Closed Model (controlling concurrent users): Here you directly control the number of concurrent users. New users are only admitted once others finish. Examples:

// Always exactly 50 simultaneous users 
scn.inject(constantConcurrentUsers(50).during(15.minutes)) 
 
// Linear ramp-up from 10 to 200 simultaneous users in 10 minutes 
scn.inject(rampConcurrentUsers(10).to(200).during(10.minutes))

This model is often used when system load is constrained by a fixed user base (e.g., a ticket booking system with limited session slots).

Advantage: You control concurrency precisely.
Disadvantage: The load may be less realistic — if the system slows down, no new users will be admitted (since all are waiting).

Important: Choose the model that best matches your production system.
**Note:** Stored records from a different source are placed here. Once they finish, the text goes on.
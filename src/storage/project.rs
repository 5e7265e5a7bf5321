//! Project management
//!
//! Handles project initialization and provides access to stores.

use std::fs;
use std::path::{Path, PathBuf};

use anyhow::{Context, Result};
use thiserror::Error;

use super::{Config, GraphStore};
use crate::domain::{Graph, GraphId};

#[derive(Debug, Error)]
pub enum ProjectError {
    #[error("Not in a canvas project. Run 'canvas init' first.")]
    NotInProject,
}

/// A canvas project
pub struct Project {
    root: PathBuf,
    config: Config,
}

impl Project {
    /// Opens an existing project at the given path
    pub fn open(root: impl Into<PathBuf>) -> Result<Self> {
        let root = root.into();
        let canvas_dir = root.join(".canvas");

        if !canvas_dir.is_dir() {
            return Err(ProjectError::NotInProject.into());
        }

        let config = Config::for_project(&root)?;

        Ok(Self { root, config })
    }

    /// Opens the project at the current directory or a parent
    pub fn open_current() -> Result<Self> {
        let root = Config::find_project_root().ok_or(ProjectError::NotInProject)?;

        Self::open(root)
    }

    /// Initializes a new project at the given path
    pub fn init(root: impl Into<PathBuf>) -> Result<Self> {
        let root = root.into();
        let canvas_dir = root.join(".canvas");

        let graphs_dir = canvas_dir.join("graphs");
        fs::create_dir_all(&graphs_dir).with_context(|| {
            format!("Failed to create graphs directory: {}", graphs_dir.display())
        })?;

        // Create default config
        let config_path = canvas_dir.join("config.toml");
        if !config_path.exists() {
            let default_config = r#"# Graph canvas configuration

# Graph used when a command is not given --graph
default_graph = "workspace"

# Name given to the default graph when it is first created
default_graph_name = "Workspace"

# Type for new graphs (list, tree, dag, graph, multigraph, hypergraph, ubergraph)
default_graph_type = "graph"
"#;
            fs::write(&config_path, default_config)
                .with_context(|| format!("Failed to write config: {}", config_path.display()))?;
        }

        // Create .gitignore for .canvas
        let gitignore_path = canvas_dir.join(".gitignore");
        if !gitignore_path.exists() {
            let gitignore = r#"# Ignore interrupted writes
graphs/*.json.tmp
"#;
            fs::write(&gitignore_path, gitignore).with_context(|| {
                format!("Failed to write .gitignore: {}", gitignore_path.display())
            })?;
        }

        Self::open(root)
    }

    /// Returns the project root path
    pub fn root(&self) -> &Path {
        &self.root
    }

    /// Returns the .canvas directory path
    pub fn canvas_dir(&self) -> PathBuf {
        self.root.join(".canvas")
    }

    /// Returns the configuration
    pub fn config(&self) -> &Config {
        &self.config
    }

    /// Returns the graph store
    pub fn graph_store(&self) -> GraphStore {
        GraphStore::for_project(&self.root)
    }

    /// Resolves `--graph`, falling back to the configured default
    pub fn graph_id(&self, requested: Option<&str>) -> Result<GraphId> {
        match requested {
            Some(id) => Ok(id.parse()?),
            None => Ok(self.config.project.default_graph_id()?),
        }
    }

    /// Loads the graph a command works on
    ///
    /// The configured default graph is created on first use; any other graph
    /// must already exist.
    pub fn load_graph(&self, requested: Option<&str>) -> Result<Graph> {
        let id = self.graph_id(requested)?;
        let store = self.graph_store();
        if id == self.config.project.default_graph_id()? {
            return store.ensure(&id, &self.config.project.default_graph_name);
        }
        store.get(&id)
    }
}
//! File-based session persistence
//!
//! One JSON status document per session under `status/`, plus the three data
//! directories holding per-session intermediates and artifacts. Documents are
//! overwritten wholesale on each transition; concurrent writers for the same
//! session id race exactly like the filesystem lets them.

use crate::models::{SessionStatus, StatusDocument, StemKind};
use std::fs;
use std::path::{Path, PathBuf};
use thiserror::Error;
use tracing::warn;

/// Store errors
#[derive(Debug, Error)]
pub enum StoreError {
    /// Status document exists but cannot be parsed
    #[error("Corrupt status document for session {0}: {1}")]
    Corrupt(String, serde_json::Error),

    /// Serialization failure on write
    #[error("Failed to encode status document: {0}")]
    Encode(serde_json::Error),

    /// Underlying filesystem error
    #[error("IO error: {0}")]
    Io(#[from] std::io::Error),
}

/// The four per-session data directories under one root
#[derive(Debug, Clone)]
pub struct DataLayout {
    root: PathBuf,
}

impl DataLayout {
    pub fn new(root: impl Into<PathBuf>) -> Self {
        Self { root: root.into() }
    }

    /// Create all four data directories if missing
    pub fn ensure_directories(&self) -> std::io::Result<()> {
        for dir in [
            self.downloads_dir(),
            self.stems_dir(),
            self.status_dir(),
            self.compressed_dir(),
        ] {
            fs::create_dir_all(dir)?;
        }
        Ok(())
    }

    pub fn downloads_dir(&self) -> PathBuf {
        self.root.join("downloads")
    }

    pub fn stems_dir(&self) -> PathBuf {
        self.root.join("stems")
    }

    pub fn status_dir(&self) -> PathBuf {
        self.root.join("status")
    }

    pub fn compressed_dir(&self) -> PathBuf {
        self.root.join("compressed")
    }

    /// Extracted raw audio for a session (intermediate)
    pub fn download_wav(&self, session_id: &str) -> PathBuf {
        self.downloads_dir().join(format!("{}.wav", session_id))
    }

    /// Separation tool output directory for a session (intermediate)
    pub fn session_stems_dir(&self, session_id: &str) -> PathBuf {
        self.stems_dir().join(session_id)
    }

    /// Status document path for a session
    pub fn status_file(&self, session_id: &str) -> PathBuf {
        self.status_dir().join(format!("{}.json", session_id))
    }

    /// Compressed artifact directory for a session
    pub fn session_compressed_dir(&self, session_id: &str) -> PathBuf {
        self.compressed_dir().join(session_id)
    }

    /// Final artifact path for one stem of a session
    pub fn artifact(&self, session_id: &str, stem: StemKind) -> PathBuf {
        self.session_compressed_dir(session_id).join(stem.mp3_name())
    }
}

/// Status document store over the data layout
#[derive(Debug, Clone)]
pub struct StatusStore {
    layout: DataLayout,
}

impl StatusStore {
    pub fn new(layout: DataLayout) -> Self {
        Self { layout }
    }

    pub fn layout(&self) -> &DataLayout {
        &self.layout
    }

    /// Write a status transition, stamping it with the current time
    ///
    /// Overwrites any existing document for the session.
    pub fn write(
        &self,
        session_id: &str,
        status: SessionStatus,
        title: Option<String>,
    ) -> Result<StatusDocument, StoreError> {
        let doc = StatusDocument::new(status, title);
        let encoded = serde_json::to_vec(&doc).map_err(StoreError::Encode)?;
        fs::write(self.layout.status_file(session_id), encoded)?;
        Ok(doc)
    }

    /// Read the status document for a session, `None` if it does not exist
    pub fn read(&self, session_id: &str) -> Result<Option<StatusDocument>, StoreError> {
        let path = self.layout.status_file(session_id);
        let content = match fs::read(&path) {
            Ok(bytes) => bytes,
            Err(e) if e.kind() == std::io::ErrorKind::NotFound => return Ok(None),
            Err(e) => return Err(e.into()),
        };
        let doc = serde_json::from_slice(&content)
            .map_err(|e| StoreError::Corrupt(session_id.to_string(), e))?;
        Ok(Some(doc))
    }

    /// List all persisted sessions with their status documents
    ///
    /// Unreadable or corrupt documents are logged and skipped; one bad file
    /// must not stop a retention sweep.
    pub fn list(&self) -> Result<Vec<(String, StatusDocument)>, StoreError> {
        let mut sessions = Vec::new();
        for entry in fs::read_dir(self.layout.status_dir())? {
            let entry = entry?;
            let path = entry.path();
            let session_id = match session_id_from_status_path(&path) {
                Some(id) => id,
                None => continue,
            };
            match self.read(&session_id) {
                Ok(Some(doc)) => sessions.push((session_id, doc)),
                Ok(None) => {}
                Err(e) => {
                    warn!(session_id = %session_id, error = %e, "Skipping unreadable status document");
                }
            }
        }
        Ok(sessions)
    }

    /// Remove every file and directory associated with a session
    ///
    /// Unconditional: runs regardless of session status, and missing pieces
    /// are skipped silently.
    pub fn purge(&self, session_id: &str) -> Result<(), StoreError> {
        remove_file_if_exists(&self.layout.download_wav(session_id))?;
        remove_dir_if_exists(&self.layout.session_stems_dir(session_id))?;
        remove_dir_if_exists(&self.layout.session_compressed_dir(session_id))?;
        remove_file_if_exists(&self.layout.status_file(session_id))?;
        Ok(())
    }
}

/// Extract the session id from a `status/<id>.json` path
fn session_id_from_status_path(path: &Path) -> Option<String> {
    if path.extension()? != "json" {
        return None;
    }
    path.file_stem()?.to_str().map(|s| s.to_string())
}

fn remove_file_if_exists(path: &Path) -> std::io::Result<()> {
    match fs::remove_file(path) {
        Ok(()) => Ok(()),
        Err(e) if e.kind() == std::io::ErrorKind::NotFound => Ok(()),
        Err(e) => Err(e),
    }
}

fn remove_dir_if_exists(path: &Path) -> std::io::Result<()> {
    match fs::remove_dir_all(path) {
        Ok(()) => Ok(()),
        Err(e) if e.kind() == std::io::ErrorKind::NotFound => Ok(()),
        Err(e) => Err(e),
    }
}
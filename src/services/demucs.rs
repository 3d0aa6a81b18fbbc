//! demucs separation client
//!
//! Runs `demucs -n <model> <input.wav> -o <work_dir>`. Demucs writes stems to
//! `<work_dir>/<model>/<track name>/<stem>.wav`; the track name derives from
//! the input filename, so the output is located by taking the first (only)
//! subdirectory of the model directory.

use super::{run_tool, ToolError};
use std::path::{Path, PathBuf};
use tokio::process::Command;
use tracing::debug;

/// demucs invoker
#[derive(Debug, Clone)]
pub struct DemucsSeparator {
    binary: String,
    model: String,
}

impl DemucsSeparator {
    pub fn new(binary: impl Into<String>, model: impl Into<String>) -> Self {
        Self {
            binary: binary.into(),
            model: model.into(),
        }
    }

    /// Separate `wav_in` into stems under `work_dir`, returning the track
    /// directory containing the per-stem WAVs
    pub async fn separate(&self, wav_in: &Path, work_dir: &Path) -> Result<PathBuf, ToolError> {
        let mut command = Command::new(&self.binary);
        command
            .arg("-n")
            .arg(&self.model)
            .arg(wav_in)
            .arg("-o")
            .arg(work_dir);

        run_tool(&self.binary, &mut command).await?;

        let track_dir = self.locate_track_dir(work_dir)?;
        debug!(track_dir = %track_dir.display(), "Separation complete");
        Ok(track_dir)
    }

    /// Find the track output directory under `<work_dir>/<model>/`
    fn locate_track_dir(&self, work_dir: &Path) -> Result<PathBuf, ToolError> {
        let model_dir = work_dir.join(&self.model);
        let mut entries = std::fs::read_dir(&model_dir).map_err(|e| ToolError::Parse {
            tool: self.binary.clone(),
            detail: format!("missing output directory {}: {}", model_dir.display(), e),
        })?;

        entries
            .find_map(|entry| {
                let path = entry.ok()?.path();
                path.is_dir().then_some(path)
            })
            .ok_or_else(|| ToolError::Parse {
                tool: self.binary.clone(),
                detail: format!("no track directory under {}", model_dir.display()),
            })
    }
}
//! Status query handler: GET /status/{session_id}

use axum::{
    extract::{Path, State},
    http::StatusCode,
    response::{IntoResponse, Response},
    routing::get,
    Json, Router,
};
use serde_json::json;

use crate::error::ApiResult;
use crate::models::is_valid_session_id;
use crate::AppState;

/// GET /status/{session_id}
///
/// Returns the persisted status document verbatim, or a `not_found`
/// indicator when no document exists. Syntactically invalid ids can never
/// have a document, so they report `not_found` too.
pub async fn get_status(
    State(state): State<AppState>,
    Path(session_id): Path<String>,
) -> ApiResult<Response> {
    if !is_valid_session_id(&session_id) {
        return Ok(not_found_response());
    }

    match state.store.read(&session_id)? {
        Some(doc) => {
            tracing::debug!(session_id = %session_id, status = %doc.status, "Status query");
            Ok(Json(doc).into_response())
        }
        None => Ok(not_found_response()),
    }
}

fn not_found_response() -> Response {
    (
        StatusCode::NOT_FOUND,
        Json(json!({
            "status": "not_found",
            "error": "Session not found",
        })),
    )
        .into_response()
}

/// Build status routes
pub fn status_routes() -> Router<AppState> {
    Router::new().route("/status/:session_id", get(get_status))
}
Open model are suitable for public-facing systems with variable traffic. Closed model are suitable for controlled environments with fixed user bases. In Gatling, a simulation must use either open or closed profiles (e.g., injectOpen(...) or injectClosed(...)).
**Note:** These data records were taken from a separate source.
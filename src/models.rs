//! Session and stem domain types
//!
//! A conversion session progresses `processing` → `ready` or `failed`.
//! Terminal sessions never transition again; they are only removed.

use chrono::{DateTime, Utc};
use serde::{Deserialize, Serialize};
use std::fmt;
use std::str::FromStr;

/// Session status as persisted in the status document
#[derive(Debug, Clone, Copy, PartialEq, Eq, Serialize, Deserialize)]
#[serde(rename_all = "snake_case")]
pub enum SessionStatus {
    /// Job submitted and running (download/separate/transcode in progress)
    Processing,
    /// All stems transcoded and fetchable
    Ready,
    /// Job aborted; no further transitions
    Failed,
}

impl SessionStatus {
    /// Terminal states never transition again and are eligible for retention
    /// cleanup.
    pub fn is_terminal(&self) -> bool {
        matches!(self, SessionStatus::Ready | SessionStatus::Failed)
    }
}

impl fmt::Display for SessionStatus {
    fn fmt(&self, f: &mut fmt::Formatter<'_>) -> fmt::Result {
        let s = match self {
            SessionStatus::Processing => "processing",
            SessionStatus::Ready => "ready",
            SessionStatus::Failed => "failed",
        };
        f.write_str(s)
    }
}

/// Persisted status document, overwritten wholesale on each transition
///
/// Served verbatim by `GET /status/{session_id}`.
#[derive(Debug, Clone, Serialize, Deserialize)]
pub struct StatusDocument {
    /// Current session status
    pub status: SessionStatus,
    /// Source title, populated once metadata has been fetched
    pub title: Option<String>,
    /// Time of the last status write (UTC)
    pub timestamp: DateTime<Utc>,
}

impl StatusDocument {
    /// Create a document stamped with the current time
    pub fn new(status: SessionStatus, title: Option<String>) -> Self {
        Self {
            status,
            title,
            timestamp: Utc::now(),
        }
    }

    /// Age of the last status write
    pub fn age(&self, now: DateTime<Utc>) -> chrono::Duration {
        now.signed_duration_since(self.timestamp)
    }
}

/// The fixed four-stem output set of the separation model
#[derive(Debug, Clone, Copy, PartialEq, Eq, Serialize, Deserialize)]
#[serde(rename_all = "lowercase")]
pub enum StemKind {
    Vocals,
    Drums,
    Bass,
    Other,
}

impl StemKind {
    /// All stem kinds, in separation-model output order
    pub const ALL: [StemKind; 4] = [
        StemKind::Vocals,
        StemKind::Drums,
        StemKind::Bass,
        StemKind::Other,
    ];

    pub fn as_str(&self) -> &'static str {
        match self {
            StemKind::Vocals => "vocals",
            StemKind::Drums => "drums",
            StemKind::Bass => "bass",
            StemKind::Other => "other",
        }
    }

    /// Raw stem filename as produced by the separation tool
    pub fn wav_name(&self) -> String {
        format!("{}.wav", self.as_str())
    }

    /// Compressed artifact filename
    pub fn mp3_name(&self) -> String {
        format!("{}.mp3", self.as_str())
    }
}

impl fmt::Display for StemKind {
    fn fmt(&self, f: &mut fmt::Formatter<'_>) -> fmt::Result {
        f.write_str(self.as_str())
    }
}

impl FromStr for StemKind {
    type Err = ();

    fn from_str(s: &str) -> Result<Self, Self::Err> {
        match s {
            "vocals" => Ok(StemKind::Vocals),
            "drums" => Ok(StemKind::Drums),
            "bass" => Ok(StemKind::Bass),
            "other" => Ok(StemKind::Other),
            _ => Err(()),
        }
    }
}

/// Validate a caller-supplied session id
///
/// Session ids become path components under the data root, so anything
/// outside `[A-Za-z0-9._-]` is rejected, as are empty ids and ids that
/// are only dots.
pub fn is_valid_session_id(id: &str) -> bool {
    if id.is_empty() || id.len() > 128 {
        return false;
    }
    if id.chars().any(|c| !(c.is_ascii_alphanumeric() || matches!(c, '.' | '_' | '-'))) {
        return false;
    }
    // "." and ".." resolve to directories, never session files
    !id.chars().all(|c| c == '.')
}
//! Retention sweeper
//!
//! One pass at process start: terminal sessions whose last status write is
//! older than the retention window are purged. Not a periodic loop; fresh
//! and still-processing sessions are left alone.

use crate::store::StatusStore;
use chrono::{Duration, Utc};
use tracing::{error, info, warn};

/// Purge expired terminal sessions, returning how many were removed
pub fn sweep_expired(store: &StatusStore, retention: Duration) -> usize {
    let sessions = match store.list() {
        Ok(sessions) => sessions,
        Err(e) => {
            error!(error = %e, "Retention sweep aborted: cannot list sessions");
            return 0;
        }
    };

    let now = Utc::now();
    let mut removed = 0;
    for (session_id, doc) in sessions {
        if !doc.status.is_terminal() || doc.age(now) < retention {
            continue;
        }
        match store.purge(&session_id) {
            Ok(()) => {
                info!(session_id = %session_id, status = %doc.status, "Purged expired session");
                removed += 1;
            }
            Err(e) => {
                warn!(session_id = %session_id, error = %e, "Failed to purge expired session");
            }
        }
    }

    if removed > 0 {
        info!(removed, "Retention sweep complete");
    }
    removed
}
Note: In the Scala DSL, inject(...) is equivalent to injectOpen(...) (open model). To use the closed model, you must explicitly call injectClosed(...). For clarity, I used the explicit method names in the examples above.

Scenario Design: Best Practices

A meaningful test separates test problems from system problems. Recommendations to improve simulation quality:

Modularity & reusability: Build complex user journeys from small, reusable components (e.g., functions or traits in Scala). This allows you to easily combine or reuse scenario parts across tests.

Test data management: Use feeders or custom data sources (CSV, JSON, JDBC, Redis, etc.). Avoid data conflicts: if your test creates users or orders, they must be unique or isolated. For repeatable tests, use feeder strategies like .queue() or .circular() for infinite loops. Also plan data cleanup (e.g., deleting test data after the run).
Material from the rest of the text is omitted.